Afirmou, ainda, que a conversa teve "teor republicano" e disse que medidas serão tomadas contra o juiz federal Sérgio Moro, responsável pelos processos da Lava Jato na primeira instância e que tirou o sigilo dos áudios.
"Em que pese o teor republicano da conversa, (Dilma) repudia com veemência sua divulgação que afronta direitos e garantias da Presidência da República... Todas as medidas judiciais e administrativas cabíveis serão adotadas para a reparação da flagrante violação da lei e da Constituição da República, cometida pelo juiz autor do vazamento", afirma a nota.
A divulgação da gravação pegou o Planalto de surpresa e levou Dilma a convocar uma reunião com seus ministros mais próximos e sua assessoria jurídica no Palácio da Alvorada. Nos bastidores, fontes disseram que o governo ainda avalia o estrago causado pelo episódio.
Os advogado Cristiano Zanin Martins, que defende Lula, também criticou duramente Moro e classificou a divulgação da gravação como uma "arbitrariedade muito grande" e que visou gerar uma "convulsão social".

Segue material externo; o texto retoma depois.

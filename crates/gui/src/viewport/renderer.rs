//! Painter rendering of the assembly
//!
//! Every piece is broken into shaded quads which are sorted back to front and
//! painted as egui meshes. Translucent parts blend over whatever was painted
//! before them.

use egui::epaint::{Mesh, Vertex};
use egui::{Color32, Pos2, Rect, Stroke, TextureId};
use glam::{Mat4, Vec3};

use super::camera::ArcBallCamera;
use crate::animation::Pose;
use crate::parts::{Material, PartSpec, Shape, Surface};

/// Height of the floor under the assembly
pub const FLOOR_Y: f32 = -4.0;

const GRID_STEP: f32 = 1.0;
const GRID_RANGE: i32 = 8;

/// Texture ids for the procedural surfaces
#[derive(Debug, Clone, Copy)]
pub struct SurfaceTextures {
    pub solar: TextureId,
    pub pcb: TextureId,
}

impl SurfaceTextures {
    fn get(&self, surface: Surface) -> Option<TextureId> {
        match surface {
            Surface::Solid => None,
            Surface::SolarCells => Some(self.solar),
            Surface::CircuitBoard => Some(self.pcb),
        }
    }
}

/// A world-space quad ready to be painted
#[derive(Debug, Clone, PartialEq)]
pub struct Face {
    pub corners: [Vec3; 4],
    pub uvs: [Pos2; 4],
    pub normal: Vec3,
    pub color: [u8; 3],
    pub opacity: f32,
    pub surface: Surface,
    /// Double sided faces are never culled
    pub double_sided: bool,
}

impl Face {
    fn center(&self) -> Vec3 {
        (self.corners[0] + self.corners[1] + self.corners[2] + self.corners[3]) * 0.25
    }
}

/// Transform shared by every part: the assembly faces away from the default
/// camera, with an optional slow sway
pub fn group_transform(time: f64, sway: bool) -> Mat4 {
    let wobble = if sway { (time as f32 * 0.3).sin() * 0.1 } else { 0.0 };
    Mat4::from_rotation_y(std::f32::consts::PI + wobble)
}

fn pose_transform(pose: &Pose) -> Mat4 {
    Mat4::from_translation(pose.position)
        * Mat4::from_rotation_x(pose.rotation_x)
        * Mat4::from_scale(pose.scale)
}

const FULL_UV: [Pos2; 4] = [
    Pos2::new(0.0, 1.0),
    Pos2::new(1.0, 1.0),
    Pos2::new(1.0, 0.0),
    Pos2::new(0.0, 0.0),
];

/// Quads of a piece in its local frame
fn local_faces(shape: Shape, material: Material) -> Vec<([Vec3; 4], Vec3, Surface, bool)> {
    match shape {
        Shape::Plane { width, height } => {
            let (w, h) = (width * 0.5, height * 0.5);
            vec![(
                [
                    Vec3::new(-w, -h, 0.0),
                    Vec3::new(w, -h, 0.0),
                    Vec3::new(w, h, 0.0),
                    Vec3::new(-w, h, 0.0),
                ],
                Vec3::Z,
                material.surface,
                true,
            )]
        }
        Shape::Slab { width, height, depth } => {
            let (w, h, d) = (width * 0.5, height * 0.5, depth * 0.5);
            let c = |x: f32, y: f32, z: f32| Vec3::new(x * w, y * h, z * d);
            // Texture only on the front face
            let front = material.surface;
            let side = Surface::Solid;
            vec![
                ([c(-1., -1., 1.), c(1., -1., 1.), c(1., 1., 1.), c(-1., 1., 1.)], Vec3::Z, front, false),
                ([c(1., -1., -1.), c(-1., -1., -1.), c(-1., 1., -1.), c(1., 1., -1.)], Vec3::NEG_Z, side, false),
                ([c(1., -1., 1.), c(1., -1., -1.), c(1., 1., -1.), c(1., 1., 1.)], Vec3::X, side, false),
                ([c(-1., -1., -1.), c(-1., -1., 1.), c(-1., 1., 1.), c(-1., 1., -1.)], Vec3::NEG_X, side, false),
                ([c(-1., 1., 1.), c(1., 1., 1.), c(1., 1., -1.), c(-1., 1., -1.)], Vec3::Y, side, false),
                ([c(-1., -1., -1.), c(1., -1., -1.), c(1., -1., 1.), c(-1., -1., 1.)], Vec3::NEG_Y, side, false),
            ]
        }
    }
}

/// World-space faces of a posed part
pub fn part_faces(part: &PartSpec, pose: &Pose, group: Mat4) -> Vec<Face> {
    if pose.opacity <= 0.0 {
        return Vec::new();
    }
    let part_matrix = group * pose_transform(pose);
    let mut faces = Vec::new();
    for piece in &part.pieces {
        let matrix = part_matrix * Mat4::from_translation(piece.offset);
        for (corners, normal, surface, double_sided) in local_faces(piece.shape, piece.material) {
            // Sides of textured slabs fall back to a dark edge colour
            let color = if surface == Surface::Solid && piece.material.surface != Surface::Solid {
                [0x1f, 0x29, 0x37]
            } else {
                piece.material.color
            };
            faces.push(Face {
                corners: corners.map(|p| matrix.transform_point3(p)),
                uvs: FULL_UV,
                normal: matrix.transform_vector3(normal).normalize_or_zero(),
                color,
                opacity: piece.material.opacity * pose.opacity,
                surface,
                double_sided,
            });
        }
    }
    faces
}

/// Drop faces turned away from the eye and order the rest back to front
pub fn sort_faces(mut faces: Vec<Face>, eye: Vec3) -> Vec<Face> {
    faces.retain(|face| face.double_sided || face.normal.dot(eye - face.center()) > 0.0);
    faces.sort_by(|a, b| {
        let da = a.center().distance_squared(eye);
        let db = b.center().distance_squared(eye);
        db.total_cmp(&da)
    });
    faces
}

/// Lambert term against the key light, with ambient floor
pub fn shade(normal: Vec3, eye_side: Vec3) -> f32 {
    let light = Vec3::new(10.0, 10.0, 5.0).normalize();
    // Double sided faces are lit from whichever side is visible
    let n = if normal.dot(eye_side) < 0.0 { -normal } else { normal };
    0.45 + 0.55 * n.dot(light).max(0.0)
}

/// Paint background, floor and every visible part
#[allow(clippy::too_many_arguments)]
pub fn paint_viewport(
    painter: &egui::Painter,
    rect: Rect,
    camera: &ArcBallCamera,
    background: [u8; 3],
    show_grid: bool,
    parts: &[(&PartSpec, Pose)],
    group: Mat4,
    textures: &SurfaceTextures,
) {
    painter.rect_filled(rect, 0.0, Color32::from_rgb(background[0], background[1], background[2]));

    if show_grid {
        draw_grid(painter, rect, camera);
    }
    draw_contact_shadow(painter, rect, camera);

    let eye = camera.eye_position();
    let faces: Vec<Face> = parts
        .iter()
        .flat_map(|(part, pose)| part_faces(part, pose, group))
        .collect();

    for face in sort_faces(faces, eye) {
        paint_face(painter, rect, camera, &face, eye, textures);
    }
}

fn paint_face(
    painter: &egui::Painter,
    rect: Rect,
    camera: &ArcBallCamera,
    face: &Face,
    eye: Vec3,
    textures: &SurfaceTextures,
) {
    let mut screen = [Pos2::ZERO; 4];
    for (out, corner) in screen.iter_mut().zip(face.corners) {
        match camera.project(corner, rect) {
            Some(p) => *out = p,
            None => return,
        }
    }

    let light = shade(face.normal, eye - face.center());
    let alpha = (face.opacity.clamp(0.0, 1.0) * 255.0) as u8;
    let tint = |c: u8| (c as f32 * light).min(255.0) as u8;
    let color = Color32::from_rgba_unmultiplied(tint(face.color[0]), tint(face.color[1]), tint(face.color[2]), alpha);

    let texture = textures.get(face.surface);
    let mut mesh = texture.map_or_else(Mesh::default, Mesh::with_texture);
    for (pos, uv) in screen.iter().zip(face.uvs) {
        let uv = if texture.is_some() { uv } else { egui::epaint::WHITE_UV };
        mesh.vertices.push(Vertex { pos: *pos, uv, color });
    }
    mesh.add_triangle(0, 1, 2);
    mesh.add_triangle(0, 2, 3);
    painter.add(egui::Shape::mesh(mesh));

    if face.opacity >= 1.0 {
        let edge = Color32::from_rgba_unmultiplied(0, 0, 0, 40);
        painter.add(egui::Shape::closed_line(screen.to_vec(), Stroke::new(0.5, edge)));
    }
}

fn draw_grid(painter: &egui::Painter, rect: Rect, camera: &ArcBallCamera) {
    let stroke = Stroke::new(0.5, Color32::from_rgba_unmultiplied(120, 120, 130, 90));
    let extent = GRID_RANGE as f32 * GRID_STEP;

    for i in -GRID_RANGE..=GRID_RANGE {
        let f = i as f32 * GRID_STEP;
        for (a, b) in [
            (Vec3::new(f, FLOOR_Y, -extent), Vec3::new(f, FLOOR_Y, extent)),
            (Vec3::new(-extent, FLOOR_Y, f), Vec3::new(extent, FLOOR_Y, f)),
        ] {
            if let (Some(a), Some(b)) = (camera.project(a, rect), camera.project(b, rect)) {
                if rect.contains(a) || rect.contains(b) {
                    painter.line_segment([a, b], stroke);
                }
            }
        }
    }
}

/// Soft dark ellipse on the floor under the assembly
fn draw_contact_shadow(painter: &egui::Painter, rect: Rect, camera: &ArcBallCamera) {
    const RINGS: usize = 6;
    const SEGMENTS: usize = 32;
    for ring in 0..RINGS {
        let k = 1.0 - ring as f32 / RINGS as f32;
        let (rx, rz) = (2.2 * k + 0.4, 1.4 * k + 0.3);
        let points: Option<Vec<Pos2>> = (0..SEGMENTS)
            .map(|i| {
                let a = i as f32 / SEGMENTS as f32 * std::f32::consts::TAU;
                camera.project(Vec3::new(a.cos() * rx, FLOOR_Y, a.sin() * rz), rect)
            })
            .collect();
        if let Some(points) = points {
            painter.add(egui::Shape::convex_polygon(
                points,
                Color32::from_rgba_unmultiplied(0, 0, 0, 14),
                Stroke::NONE,
            ));
        }
    }
}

Na decisão em que tirou o sigilo das gravações, Moro disse que a democracia exige que "os governados saibam o que fazem os governantes, mesmo quando estes buscam agir protegidos pelas sombras". O juiz também disse que os diálogos indicam a possibilidade de Lula tentar influenciar autoridades em seu favor.
RUAS E CONGRESSO
A nomeação de Lula para a Casa Civil e a divulgação da conversa entre o ex-presidente e Dilma teve reflexo tanto nas ruas, quanto no Congresso Nacional.
Milhares de manifestantes protestaram em Brasília, inclusive em frente ao Palácio do Planalto, assim como em São Paulo, na Avenida Paulista; em Curitiba, em frente ao prédio da Justiça Federal, além de em cidades como Rio de Janeiro, Porto Alegre e Belo Horizonte.
Os ecos dos episódios políticos desta quarta também foram ouvidos no Legislativo. Mais cedo, com a iminência da nomeação de Lula na Casa Civil, oposicionistas criticavam a medida enquanto governistas a comemoravam. No final da tarde, o clima entre partidários e críticos do governo Dilma incendiou.
Após a divulgação do áudio da conversa entre Lula e Dilma, dezenas de deputados da oposição gritaram em coro "renúncia". Governistas responderam com o coro de "ole, ole, ole, olá, Lula, Lula", ao que a oposição rebateu com gritos de "Lula ladrão". Em meio ao clima tenso, a sessão teve da Casa teve de ser encerrada.
No Senado, o clima não foi diferente, com parlamentares da oposição defendendo a renúncia de Dilma, enquanto os da base aliada criticavam Moro.
“Isso é motivo de renúncia da presidente. É o mínimo, ela (Dilma) não pode mais expor o Brasil, ela não tem condições de governar o país. Ela tem que pedir a renúncia neste momento. É inadmissível que ela queira ainda manter o governo com essa condição que está instalada no país”, disse o líder do DEM no Senado, Ronaldo Caiado (GO).
Já para o líder do governo no Congresso, senador José Pimentel (PT-CE), Moro rasgou a Constituição.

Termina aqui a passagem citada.